# Try it:
Once the line containing "The target is" is found in the entries below, reproduce it and every line after it, stopping at and including the line containing "use serde_json::Value;"; reproduce nothing else, and keep each line exact.

++++

//! Edits to literal values of `const` declarations.
//!
//! A variable edit rewrites one string or number literal (or one whole array
//! element) inside the initializer of a named declarator. The target is
//! addressed by an optional array index and an optional dot-separated path of
//! object keys, mirroring the `x-source-*` attributes of the element that
//! rendered the value.

use serde_json::Value;
use vedit_analysis::model::{Declarator, Expr, ExprKind, ModuleModel};
use vedit_gen::SourcePatch;
use vedit_gen::jsx::{js_string_literal, render_json_literal};

use super::request::VariableEdit;

/// Result of a successful variable edit.
#[derive(Debug, Clone, PartialEq)]
pub struct VariableChange {
    pub code: String,
    pub old_value: Value,
}

/// Check required fields and refuse values that could smuggle code.
///
/// Returns the variable name and the new value.
pub fn validate(edit: &VariableEdit) -> Result<(&str, &Value), String> {
    let Some(name) = edit.variable_name.as_deref().filter(|n| !n.is_empty()) else {
        return Err("Missing variableName".to_string());
    };
    let Some(value) = edit.new_value.as_ref() else {
        return Err("Missing newValue".to_string());
    };
    if contains_template_syntax(value) {
        return Err("Template literals not allowed in newValue".to_string());
    }
    Ok((name, value))
}

fn contains_template_syntax(value: &Value) -> bool {
    match value {
        Value::String(s) => s.contains("${") || s.contains('`'),
        Value::Array(items) => items.iter().any(contains_template_syntax),
        Value::Object(map) => map
            .iter()
            .any(|(key, value)| key.contains("${") || key.contains('`') || contains_template_syntax(value)),
        _ => false,
    }
}

/// Apply `edit` to the first matching `const` declarator of `model`.
///
/// `source` must be the text `model` was lowered from.
pub fn apply_variable_edit(
    model: &ModuleModel,
    source: &str,
    name: &str,
    edit: &VariableEdit,
    new_value: &Value,
) -> Result<VariableChange, String> {
    let mut last_reason = None;

    let candidates = model
        .declarators_named(name)
        .filter(|decl| edit.variable_line.is_none_or(|line| decl.line == line));

    for decl in candidates {
        match plan(decl, source, edit, new_value) {
            Ok(splice) => {
                let mut patch = SourcePatch::new(source);
                patch
                    .replace(splice.start, splice.end, splice.text)
                    .map_err(|e| e.to_string())?;
                return Ok(VariableChange {
                    code: patch.apply(),
                    old_value: splice.old_value,
                });
            }
            Err(reason) => last_reason = Some(reason),
        }
    }

    Err(match last_reason {
        Some(reason) => format!("Variable \"{}\" not found or not editable: {}", name, reason),
        None => format!("Variable \"{}\" not found or not editable", name),
    })
}

struct Splice {
    start: u32,
    end: u32,
    text: String,
    old_value: Value,
}

fn plan(decl: &Declarator, source: &str, edit: &VariableEdit, new_value: &Value) -> Result<Splice, String> {
    if !decl.is_const() {
        return Err("only const declarations are editable".to_string());
    }
    let Some(init) = decl.init.as_ref() else {
        return Err("declaration has no initializer".to_string());
    };
    let path = edit.property_path.as_deref().filter(|p| !p.is_empty());

    match (edit.array_index, path) {
        (Some(index), path) => {
            let ExprKind::Array(items) = &init.kind else {
                return Err("initializer is not an array".to_string());
            };
            let Some(slot) = usize::try_from(index).ok().and_then(|i| items.get(i)) else {
                return Err(format!("array index {} is out of range", index));
            };
            let Some(item) = slot.as_ref() else {
                return Err(format!("array element {} is a hole or spread", index));
            };
            match path {
                Some(path) => {
                    if !matches!(item.kind, ExprKind::Object(_)) {
                        return Err(format!("array element {} is not an object", index));
                    }
                    set_property(item, path, new_value)
                }
                None => Ok(Splice {
                    start: item.span.start,
                    end: item.span.end,
                    text: render_value(new_value, quote_of(item)),
                    old_value: Value::String(item.span.slice(source).to_string()),
                }),
            }
        }
        (None, Some(path)) => {
            if !matches!(init.kind, ExprKind::Object(_)) {
                return Err("initializer is not an object".to_string());
            }
            set_property(init, path, new_value)
        }
        (None, None) => set_literal(init, new_value),
    }
}

/// Descend through nested object literals and replace the leaf literal.
fn set_property(object: &Expr, path: &str, new_value: &Value) -> Result<Splice, String> {
    let (parents, leaf) = match path.rsplit_once('.') {
        Some((parents, leaf)) => (Some(parents), leaf),
        None => (None, path),
    };

    let mut current = object;
    for key in parents.into_iter().flat_map(|p| p.split('.')) {
        let Some(prop) = current.property(key) else {
            return Err(format!("property '{}' not found", key));
        };
        if !matches!(prop.value.kind, ExprKind::Object(_)) {
            return Err(format!("property '{}' is not an object", key));
        }
        current = &prop.value;
    }

    let Some(prop) = current.property(leaf) else {
        return Err(format!("property '{}' not found", leaf));
    };
    set_literal(&prop.value, new_value)
}

/// Replace a string or number literal in place.
fn set_literal(expr: &Expr, new_value: &Value) -> Result<Splice, String> {
    match &expr.kind {
        ExprKind::Str { value, quote } => Ok(Splice {
            start: expr.span.start,
            end: expr.span.end,
            text: js_string_literal(&value_as_string(new_value), *quote),
            old_value: Value::String(value.clone()),
        }),
        ExprKind::Num { value, .. } => {
            let Some(number) = value_as_number(new_value) else {
                return Err(format!("{} is not a number", new_value));
            };
            Ok(Splice {
                start: expr.span.start,
                end: expr.span.end,
                text: format_number(number),
                old_value: number_value(*value),
            })
        }
        _ => Err("value is not a string or number literal".to_string()),
    }
}

fn quote_of(expr: &Expr) -> char {
    match &expr.kind {
        ExprKind::Str { quote, .. } => *quote,
        _ => '"',
    }
}

fn render_value(value: &Value, quote: char) -> String {
    match value {
        Value::String(s) => js_string_literal(s, quote),
        other => render_json_literal(other),
    }
}

fn value_as_string(value: &Value) -> String {
    match value {
        Value::String(s) => s.clone(),
        other => other.to_string(),
    }
}

fn value_as_number(value: &Value) -> Option<f64> {
    let number = match value {
        Value::Number(n) => n.as_f64()?,
        Value::String(s) => s.trim().parse::<f64>().ok()?,
        _ => return None,
    };
    number.is_finite().then_some(number)
}

fn format_number(value: f64) -> String {
    if value.fract() == 0.0 && value.abs() < 1e15 {
        format!("{}", value as i64)
    } else {
        format!("{}", value)
    }
}

fn number_value(value: f64) -> Value {
    if value.fract() == 0.0 && value.abs() < 9_007_199_254_740_992.0 {
        Value::from(value as i64)
    } else {
        serde_json::Number::from_f64(value)
            .map(Value::Number)
            .unwrap_or(Value::Null)
    }
}
//! Source-level building blocks shared by the annotator and the edit server.
//!
//! Nothing here regenerates code from an AST. Every change is expressed as a
//! span splice over the original text so formatting, comments and line
//! numbers survive untouched.

pub mod error;
pub mod fragment;
pub mod jsx;
pub mod line_index;
pub mod parser;
pub mod patch;

pub use error::{GenError, Result};
pub use line_index::LineIndex;
pub use parser::{ParseOptions, ParsedProgram, parse};
pub use patch::SourcePatch;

++++

# Solution to this problem:
//! element) inside the initializer of a named declarator. The target is
//! addressed by an optional array index and an optional dot-separated path of
//! object keys, mirroring the `x-source-*` attributes of the element that
//! rendered the value.

use serde_json::Value;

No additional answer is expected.